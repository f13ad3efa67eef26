use std::net::SocketAddr;
use std::path::PathBuf;
use std::sync::Arc;

use anyhow::{bail, Context, Result};
use clap::{Parser, Subcommand};
use gpu_worker::config::{absolute, WorkerConfig};
use gpu_worker::dispatcher::Dispatcher;
use gpu_worker::job::ProcessJobRequest;
use gpu_worker::server::{self, process_job_response};
use gpu_worker::service::{install_service, uninstall_service};
use serde_json::json;
use tracing_subscriber::EnvFilter;

#[derive(Parser, Debug)]
#[command(author, version, about, long_about = None)]
struct Cli {
    /// Root for job work areas (overrides GPU_WORKER_DIR)
    #[arg(long, global = true)]
    work_dir: Option<PathBuf>,
    #[command(subcommand)]
    command: Option<Commands>,
}

#[derive(Subcommand, Debug)]
enum Commands {
    /// Serve the job-processing HTTP API (default)
    Serve {
        #[arg(long)]
        listen: Option<SocketAddr>,
    },
    /// Run a Python script as a job and print the response
    Script {
        path: PathBuf,
        #[arg(long, default_value_t = 0)]
        job_id: u64,
    },
    /// Run a container image as a job and print the response
    Image {
        #[arg(long, default_value_t = 0)]
        job_id: u64,
        image: String,
        #[arg(trailing_var_arg = true, allow_hyphen_values = true)]
        args: Vec<String>,
    },
    /// Evict abandoned work areas older than the retention period
    Prune {},
    Install {},
    Uninstall {},
}

fn main() -> Result<()> {
    tracing_subscriber::fmt()
        .with_env_filter(
            EnvFilter::try_from_default_env()
                .unwrap_or_else(|_| EnvFilter::new("gpu_worker=info,tower_http=info")),
        )
        .init();

    let cli = Cli::parse();
    let mut config = WorkerConfig::from_env()?;
    if let Some(dir) = cli.work_dir {
        config.work_dir = absolute(&dir)?;
    }

    match cli.command {
        Some(Commands::Install {}) => return install_service(),
        Some(Commands::Uninstall {}) => return uninstall_service(),
        _ => {}
    }

    let runtime = tokio::runtime::Builder::new_multi_thread()
        .enable_all()
        .build()?;

    runtime.block_on(async move {
        match cli.command {
            None => serve(config).await,
            Some(Commands::Serve { listen }) => {
                if let Some(listen) = listen {
                    config.listen = listen;
                }
                serve(config).await
            }
            Some(Commands::Script { path, job_id }) => {
                let code = tokio::fs::read_to_string(&path)
                    .await
                    .with_context(|| format!("Failed to read {}", path.display()))?;
                run_once(config, job_id, "python-script", json!({ "code": code })).await
            }
            Some(Commands::Image {
                image,
                job_id,
                args,
            }) => run_once(config, job_id, "docker-image", json!({ "image": image, "args": args })).await,
            Some(Commands::Prune {}) => {
                let dispatcher = Dispatcher::from_config(config).await?;
                let removed = dispatcher.prune().await?;
                println!("Removed {removed} stale work areas");
                Ok(())
            }
            Some(Commands::Install {}) | Some(Commands::Uninstall {}) => Ok(()),
        }
    })
}

async fn serve(config: WorkerConfig) -> Result<()> {
    let dispatcher = Arc::new(Dispatcher::from_config(config).await?);
    server::serve(dispatcher).await
}

async fn run_once(
    config: WorkerConfig,
    job_id: u64,
    job_type: &str,
    job_data: serde_json::Value,
) -> Result<()> {
    let dispatcher = Arc::new(Dispatcher::from_config(config).await?);
    let request = ProcessJobRequest {
        job_id,
        job_type: job_type.to_string(),
        job_data,
    };
    let (status, response) = process_job_response(dispatcher, request).await;
    println!("{}", serde_json::to_string_pretty(&response)?);
    if !status.is_success() {
        bail!("job {job_id} failed with status {status}");
    }
    Ok(())
}
//! Content-addressed artifact storage.
//!
//! The worker pins artifacts through Pinata's pinning API and hands back an
//! `ipfs://<cid>` locator that any IPFS gateway can resolve.

use std::fmt;
use std::path::Path;

use async_trait::async_trait;
use reqwest::multipart::{Form, Part};
use serde_derive::Deserialize;
use serde_json::{json, Value};
use thiserror::Error;
use tracing::{error, info};

use crate::config::StorageConfig;

#[derive(Debug, Error)]
pub enum StorageError {
    #[error("storage credential is not configured (set PINATA_JWT)")]
    NotConfigured,

    #[error("artifact upload failed: {0}")]
    UploadFailed(String),
}

impl StorageError {
    pub fn kind(&self) -> &'static str {
        match self {
            Self::NotConfigured => "StorageNotConfigured",
            Self::UploadFailed(_) => "ArtifactUploadFailed",
        }
    }
}

/// Where an uploaded artifact lives.
#[derive(Debug, Clone, PartialEq, Eq, Hash)]
pub struct Locator {
    cid: String,
}

impl Locator {
    pub const SCHEME: &'static str = "ipfs";

    pub fn new(cid: impl Into<String>) -> Self {
        Self { cid: cid.into() }
    }

    pub fn cid(&self) -> &str {
        &self.cid
    }

    pub fn uri(&self) -> String {
        self.to_string()
    }

    pub fn gateway_url(&self, gateway: &str) -> String {
        format!("{}/{}", gateway.trim_end_matches('/'), self.cid)
    }
}

impl fmt::Display for Locator {
    fn fmt(&self, f: &mut fmt::Formatter<'_>) -> fmt::Result {
        write!(f, "{}://{}", Self::SCHEME, self.cid)
    }
}

#[async_trait]
pub trait ArtifactStore: Send + Sync {
    /// Uploads a raw file, e.g. an image produced by a job.
    async fn upload_file(&self, path: &Path, name: &str) -> Result<Locator, StorageError>;

    /// Uploads a JSON document, e.g. job metadata.
    async fn upload_json(&self, content: &Value, name: &str) -> Result<Locator, StorageError>;
}

#[derive(Deserialize)]
struct PinResponse {
    #[serde(rename = "IpfsHash")]
    ipfs_hash: Option<String>,
}

pub struct PinataStore {
    client: reqwest::Client,
    api_url: String,
    jwt: Option<String>,
}

impl PinataStore {
    pub fn new(config: &StorageConfig) -> Self {
        Self {
            client: reqwest::Client::new(),
            api_url: config.api_url.trim_end_matches('/').to_string(),
            jwt: config.jwt.clone(),
        }
    }

    pub fn is_configured(&self) -> bool {
        self.jwt.is_some()
    }

    fn credential(&self) -> Result<&str, StorageError> {
        self.jwt.as_deref().ok_or_else(|| {
            error!("pinning credential not configured, refusing upload");
            StorageError::NotConfigured
        })
    }

    async fn pin(&self, request: reqwest::RequestBuilder, name: &str) -> Result<Locator, StorageError> {
        let response = request
            .send()
            .await
            .map_err(|e| StorageError::UploadFailed(format!("request for {name} failed: {e}")))?;

        let status = response.status();
        if !status.is_success() {
            let body = response.text().await.unwrap_or_default();
            error!(%status, name, "pinning service rejected upload");
            return Err(StorageError::UploadFailed(format!(
                "pinning service returned {status}: {}",
                body.trim()
            )));
        }

        let pinned: PinResponse = response
            .json()
            .await
            .map_err(|e| StorageError::UploadFailed(format!("unreadable pin response: {e}")))?;
        match pinned.ipfs_hash.filter(|cid| !cid.is_empty()) {
            Some(cid) => {
                let locator = Locator::new(cid);
                info!(name, %locator, "artifact pinned");
                Ok(locator)
            }
            None => Err(StorageError::UploadFailed(
                "pin response did not contain a content identifier".to_string(),
            )),
        }
    }
}

#[async_trait]
impl ArtifactStore for PinataStore {
    async fn upload_file(&self, path: &Path, name: &str) -> Result<Locator, StorageError> {
        let jwt = self.credential()?;
        let bytes = tokio::fs::read(path)
            .await
            .map_err(|e| StorageError::UploadFailed(format!("cannot read {}: {e}", path.display())))?;

        let form = Form::new()
            .part("file", Part::bytes(bytes).file_name(name.to_string()))
            .text("pinataMetadata", json!({ "name": name }).to_string());
        let request = self
            .client
            .post(format!("{}/pinning/pinFileToIPFS", self.api_url))
            .bearer_auth(jwt)
            .multipart(form);

        self.pin(request, name).await
    }

    async fn upload_json(&self, content: &Value, name: &str) -> Result<Locator, StorageError> {
        let jwt = self.credential()?;
        let request = self
            .client
            .post(format!("{}/pinning/pinJSONToIPFS", self.api_url))
            .bearer_auth(jwt)
            .json(&json!({
                "pinataContent": content,
                "pinataMetadata": { "name": name },
            }));

        self.pin(request, name).await
    }
}
use std::net::SocketAddr;
use std::path::{Path, PathBuf};
use std::str::FromStr;
use std::time::Duration;

use directories::ProjectDirs;

use crate::error::ConfigError;

/// Image extensions the uploader accepts as visual artifacts.
pub const IMAGE_EXTENSIONS: &[&str] = &["png", "jpg", "jpeg", "gif", "webp"];

/// CPU and memory caps applied to one container run.
#[derive(Debug, Clone, PartialEq, Eq)]
pub struct ResourceLimits {
    pub cpus: u32,
    pub memory_mb: u64,
}

impl ResourceLimits {
    pub fn docker_memory(&self) -> String {
        format!("{}m", self.memory_mb)
    }
}

/// When to request hardware acceleration from the container runtime.
#[derive(Debug, Clone, Copy, PartialEq, Eq)]
pub enum AcceleratorMode {
    /// Use the GPU when one is detected, otherwise run CPU-only.
    Auto,
    Always,
    Never,
}

impl FromStr for AcceleratorMode {
    type Err = String;

    fn from_str(s: &str) -> Result<Self, Self::Err> {
        match s.trim().to_ascii_lowercase().as_str() {
            "auto" => Ok(Self::Auto),
            "always" | "gpu" => Ok(Self::Always),
            "never" | "cpu" => Ok(Self::Never),
            other => Err(format!("expected auto, always or never, got {other:?}")),
        }
    }
}

#[derive(Debug, Clone)]
pub struct StorageConfig {
    /// Pinata JWT. Uploads fail fast when it is missing.
    pub jwt: Option<String>,
    pub api_url: String,
    pub gateway_url: String,
}

impl Default for StorageConfig {
    fn default() -> Self {
        Self {
            jwt: None,
            api_url: "https://api.pinata.cloud".to_string(),
            gateway_url: "https://gateway.pinata.cloud/ipfs".to_string(),
        }
    }
}

/// Everything the worker needs, resolved once at startup and handed to the
/// dispatcher.
#[derive(Debug, Clone)]
pub struct WorkerConfig {
    pub listen: SocketAddr,
    /// Root of the `jobs/` and `results/` work areas. Always absolute so it
    /// can be bind-mounted.
    pub work_dir: PathBuf,
    pub docker_binary: String,
    /// Pre-built image that runs consumer scripts.
    pub sandbox_image: String,
    pub accelerator: AcceleratorMode,
    pub script_limits: ResourceLimits,
    pub image_limits: ResourceLimits,
    /// Wall-clock ceiling for one job, pull included.
    pub job_timeout: Duration,
    /// Age after which abandoned work areas are evicted.
    pub result_ttl: Duration,
    /// Per-stream capture ceiling in bytes.
    pub stream_limit: usize,
    pub artifact_max_bytes: u64,
    pub storage: StorageConfig,
}

impl WorkerConfig {
    pub fn with_work_dir(work_dir: impl Into<PathBuf>) -> Self {
        Self {
            listen: SocketAddr::from(([127, 0, 0, 1], 3001)),
            work_dir: work_dir.into(),
            docker_binary: "docker".to_string(),
            sandbox_image: "gpu-worker-sandbox:latest".to_string(),
            accelerator: AcceleratorMode::Auto,
            script_limits: ResourceLimits {
                cpus: 2,
                memory_mb: 2048,
            },
            image_limits: ResourceLimits {
                cpus: 4,
                memory_mb: 4096,
            },
            job_timeout: Duration::from_secs(60 * 60),
            result_ttl: Duration::from_secs(24 * 60 * 60),
            stream_limit: 10 * 1024 * 1024,
            artifact_max_bytes: 5 * 1024 * 1024,
            storage: StorageConfig::default(),
        }
    }

    pub fn from_env() -> Result<Self, ConfigError> {
        Self::from_lookup(|key| std::env::var(key).ok())
    }

    pub fn from_lookup(lookup: impl Fn(&str) -> Option<String>) -> Result<Self, ConfigError> {
        let work_dir = match lookup("GPU_WORKER_DIR").filter(|s| !s.trim().is_empty()) {
            Some(dir) => absolute(Path::new(dir.trim()))?,
            None => default_work_dir()?,
        };
        let mut config = Self::with_work_dir(work_dir);

        config.listen = parse_env(&lookup, "GPU_WORKER_LISTEN", config.listen)?;
        config.docker_binary = lookup("GPU_WORKER_DOCKER_BIN").unwrap_or(config.docker_binary);
        config.sandbox_image = lookup("GPU_WORKER_SANDBOX_IMAGE").unwrap_or(config.sandbox_image);
        config.accelerator = parse_env(&lookup, "GPU_WORKER_ACCELERATOR", config.accelerator)?;
        config.job_timeout = Duration::from_secs(parse_env(
            &lookup,
            "GPU_WORKER_JOB_TIMEOUT_SECS",
            config.job_timeout.as_secs(),
        )?);
        config.result_ttl = Duration::from_secs(parse_env(
            &lookup,
            "GPU_WORKER_RESULT_TTL_SECS",
            config.result_ttl.as_secs(),
        )?);
        if config.job_timeout.is_zero() {
            return Err(ConfigError::InvalidValue {
                key: "GPU_WORKER_JOB_TIMEOUT_SECS".into(),
                message: "must be greater than zero".into(),
            });
        }

        config.storage.jwt = lookup("PINATA_JWT").filter(|s| !s.trim().is_empty());
        if let Some(url) = lookup("PINATA_API_URL") {
            config.storage.api_url = url.trim_end_matches('/').to_string();
        }
        if let Some(url) = lookup("IPFS_GATEWAY") {
            config.storage.gateway_url = url.trim_end_matches('/').to_string();
        }

        Ok(config)
    }
}

fn parse_env<T>(
    lookup: &impl Fn(&str) -> Option<String>,
    key: &str,
    default: T,
) -> Result<T, ConfigError>
where
    T: FromStr,
    T::Err: std::fmt::Display,
{
    match lookup(key) {
        Some(raw) if !raw.trim().is_empty() => {
            raw.trim()
                .parse()
                .map_err(|e: T::Err| ConfigError::InvalidValue {
                    key: key.to_string(),
                    message: e.to_string(),
                })
        }
        _ => Ok(default),
    }
}

pub fn default_work_dir() -> Result<PathBuf, ConfigError> {
    let dirs = ProjectDirs::from("io", "gpu-worker", "gpu-worker").ok_or(ConfigError::NoDataDir)?;
    Ok(dirs.data_dir().to_path_buf())
}

pub fn absolute(path: &Path) -> Result<PathBuf, ConfigError> {
    if path.is_absolute() {
        Ok(path.to_path_buf())
    } else {
        Ok(std::env::current_dir()?.join(path))
    }
}
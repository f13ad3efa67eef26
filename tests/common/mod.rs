#![allow(dead_code)]

use std::path::{Path, PathBuf};
use std::sync::atomic::{AtomicUsize, Ordering};
use std::sync::{Arc, Mutex};
use std::time::Duration;

use async_trait::async_trait;
use gpu_worker::config::{StorageConfig, WorkerConfig};
use gpu_worker::dispatcher::{Capabilities, Dispatcher};
use gpu_worker::error::JobError;
use gpu_worker::job::{JobId, ProcessJobRequest};
use gpu_worker::sandbox::{scan_artifacts, ExecutionOutcome, Sandbox};
use gpu_worker::storage::PinataStore;
use gpu_worker::workspace::WorkArea;
use serde_json::{json, Value};

#[derive(Debug, Clone, Copy)]
pub enum Behavior {
    /// Script output echoes the source; images print a fixed line.
    Succeed,
    /// Prints `RESULT:17` then exits non-zero.
    FailWithPartialOutput,
    /// Leaves a file behind, then hits the wall-clock ceiling.
    TimeOut,
    /// Writes `out.png` and `notes.txt` into the output mount.
    RenderPng,
}

/// Stands in for the container runtime and records what it was asked to do.
pub struct FakeSandbox {
    behavior: Behavior,
    calls: AtomicUsize,
    images: Mutex<Vec<String>>,
    areas: Mutex<Vec<PathBuf>>,
}

impl FakeSandbox {
    pub fn new(behavior: Behavior) -> Arc<Self> {
        Arc::new(Self {
            behavior,
            calls: AtomicUsize::new(0),
            images: Mutex::new(Vec::new()),
            areas: Mutex::new(Vec::new()),
        })
    }

    pub fn calls(&self) -> usize {
        self.calls.load(Ordering::SeqCst)
    }

    pub fn images(&self) -> Vec<String> {
        self.images.lock().unwrap().clone()
    }

    /// Scratch and output directories of every run, in call order.
    pub fn areas(&self) -> Vec<PathBuf> {
        self.areas.lock().unwrap().clone()
    }

    async fn record(&self, area: &WorkArea) -> Result<(), JobError> {
        self.calls.fetch_add(1, Ordering::SeqCst);
        let mut areas = self.areas.lock().unwrap();
        areas.push(area.scratch_dir().to_path_buf());
        areas.push(area.output_dir().to_path_buf());
        Ok(())
    }

    async fn common(&self, area: &WorkArea, stdout: &str) -> Result<ExecutionOutcome, JobError> {
        match self.behavior {
            Behavior::Succeed => Ok(ExecutionOutcome {
                stdout: stdout.to_string(),
                output: stdout.trim().to_string(),
                ..Default::default()
            }),
            Behavior::FailWithPartialOutput => Err(JobError::ScriptExecutionFailed {
                detail: "exit status: 1".into(),
                logs: "RESULT:17\n".into(),
            }),
            Behavior::TimeOut => {
                tokio::fs::write(area.output_dir().join("partial.txt"), "half done").await?;
                Err(JobError::TimedOut {
                    limit: Duration::from_secs(1),
                    logs: "still working".into(),
                })
            }
            Behavior::RenderPng => {
                tokio::fs::write(area.output_dir().join("out.png"), b"fake png").await?;
                tokio::fs::write(area.output_dir().join("notes.txt"), "notes").await?;
                let (artifacts, ignored_files) =
                    scan_artifacts(area.output_dir(), 5 * 1024 * 1024).await?;
                Ok(ExecutionOutcome {
                    stdout: "rendered 1 image\n".into(),
                    output: "rendered 1 image".into(),
                    artifacts,
                    ignored_files,
                    ..Default::default()
                })
            }
        }
    }
}

#[async_trait]
impl Sandbox for FakeSandbox {
    async fn run_script(
        &self,
        _job_id: JobId,
        code: &str,
        area: &WorkArea,
    ) -> Result<ExecutionOutcome, JobError> {
        self.record(area).await?;
        self.common(area, &format!("{code}\n")).await
    }

    async fn run_image(
        &self,
        _job_id: JobId,
        image: &str,
        _args: &[String],
        area: &WorkArea,
    ) -> Result<ExecutionOutcome, JobError> {
        self.record(area).await?;
        self.images.lock().unwrap().push(image.to_string());
        self.common(area, "image done\n").await
    }
}

pub fn config(root: &Path) -> WorkerConfig {
    let mut config = WorkerConfig::with_work_dir(root);
    config.docker_binary = "/nonexistent/docker".into();
    config
}

pub fn dispatcher(
    root: &Path,
    sandbox: Arc<FakeSandbox>,
    storage: StorageConfig,
) -> Arc<Dispatcher> {
    let store = PinataStore::new(&storage);
    Arc::new(Dispatcher::new(
        config(root),
        sandbox,
        Arc::new(store),
        Capabilities {
            docker_available: true,
            gpu_available: false,
        },
    ))
}

pub fn unconfigured_storage() -> StorageConfig {
    StorageConfig {
        jwt: None,
        api_url: "http://127.0.0.1:9".into(),
        gateway_url: "http://127.0.0.1:9/ipfs".into(),
    }
}

pub fn storage_at(url: &str) -> StorageConfig {
    StorageConfig {
        jwt: Some("test-jwt".into()),
        api_url: url.to_string(),
        gateway_url: format!("{url}/ipfs"),
    }
}

pub fn script(job_id: JobId, code: &str) -> ProcessJobRequest {
    request(job_id, "python-script", json!({ "code": code }))
}

pub fn image(job_id: JobId, image: &str) -> ProcessJobRequest {
    request(job_id, "docker-image", json!({ "image": image }))
}

pub fn request(job_id: JobId, job_type: &str, job_data: Value) -> ProcessJobRequest {
    ProcessJobRequest {
        job_id,
        job_type: job_type.to_string(),
        job_data,
    }
}

/// Names of everything left under `<root>/jobs` and `<root>/results`.
pub fn leftovers(root: &Path) -> Vec<String> {
    ["jobs", "results"]
        .iter()
        .flat_map(|dir| std::fs::read_dir(root.join(dir)).into_iter().flatten())
        .filter_map(|entry| entry.ok())
        .map(|entry| entry.file_name().to_string_lossy().into_owned())
        .collect()
}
★ ★ ★ ★ ★ ★ ★
### Task requirements
Lines holding "entry": count them across the data and reply with the number alone.

### Result for this task
2